Exercise prompt ▸
Would you copy only the lines below, beginning with the one that contains "pub enum Role" and running through the last entry line?

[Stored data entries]
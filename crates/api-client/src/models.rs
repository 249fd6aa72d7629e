//! Wire types for the Event Manager REST API
//!
//! Every response carries the same envelope (`success`, `message`,
//! `errors`), flattened into the typed response structs.

use crate::error::ApiError;
use chrono::{DateTime, Duration, FixedOffset, TimeZone};
use eventmanager_core::validation::{parse_date, parse_time};
use serde::{Deserialize, Deserializer, Serialize, Serializer};
use std::fmt;
use std::str::FromStr;

// ============================================================================
// Enumerations
// ============================================================================

/// Account role
#[derive(Debug, Clone, Copy, PartialEq, Eq, Hash, Default)]
pub enum Role {
    /// Can create, update and delete events
    Admin,
    /// Regular user
    #[default]
    Student,
}

impl Role {
    /// Wire name
    #[must_use]
    pub fn as_str(self) -> &'static str {
        match self {
            Self::Admin => "admin",
            Self::Student => "student",
        }
    }

    /// Whether this role may manage events
    #[must_use]
    pub fn is_admin(self) -> bool {
        self == Self::Admin
    }
}

impl fmt::Display for Role {
    fn fmt(&self, f: &mut fmt::Formatter<'_>) -> fmt::Result {
        f.write_str(self.as_str())
    }
}

impl FromStr for Role {
    type Err = ApiError;

    fn from_str(s: &str) -> Result<Self, Self::Err> {
        let s = s.trim();
        if s.eq_ignore_ascii_case("admin") {
            Ok(Self::Admin)
        } else if s.eq_ignore_ascii_case("student") {
            Ok(Self::Student)
        } else {
            Err(ApiError::validation(format!(
                "Invalid role '{s}'. Valid roles: admin, student"
            )))
        }
    }
}

/// Event category
#[derive(Debug, Clone, Copy, PartialEq, Eq, Hash, Default)]
pub enum Category {
    Academic,
    Cultural,
    Sports,
    Workshop,
    Seminar,
    #[default]
    Other,
}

Task solution ▸
pub enum Role {
    /// Can create, update and delete events
    Admin,
    /// Regular user
    #[default]
    Student,
}

impl Role {
    /// Wire name
    #[must_use]
    pub fn as_str(self) -> &'static str {
        match self {
            Self::Admin => "admin",
            Self::Student => "student",
        }
    }

    /// Whether this role may manage events
    #[must_use]
    pub fn is_admin(self) -> bool {
        self == Self::Admin
    }
}

impl fmt::Display for Role {
    fn fmt(&self, f: &mut fmt::Formatter<'_>) -> fmt::Result {
        f.write_str(self.as_str())
    }
}

impl FromStr for Role {
    type Err = ApiError;

    fn from_str(s: &str) -> Result<Self, Self::Err> {
        let s = s.trim();
        if s.eq_ignore_ascii_case("admin") {
            Ok(Self::Admin)
        } else if s.eq_ignore_ascii_case("student") {
            Ok(Self::Student)
        } else {
            Err(ApiError::validation(format!(
                "Invalid role '{s}'. Valid roles: admin, student"
            )))
        }
    }
}

/// Event category
#[derive(Debug, Clone, Copy, PartialEq, Eq, Hash, Default)]
pub enum Category {
    Academic,
    Cultural,
    Sports,
    Workshop,
    Seminar,
    #[default]
    Other,
}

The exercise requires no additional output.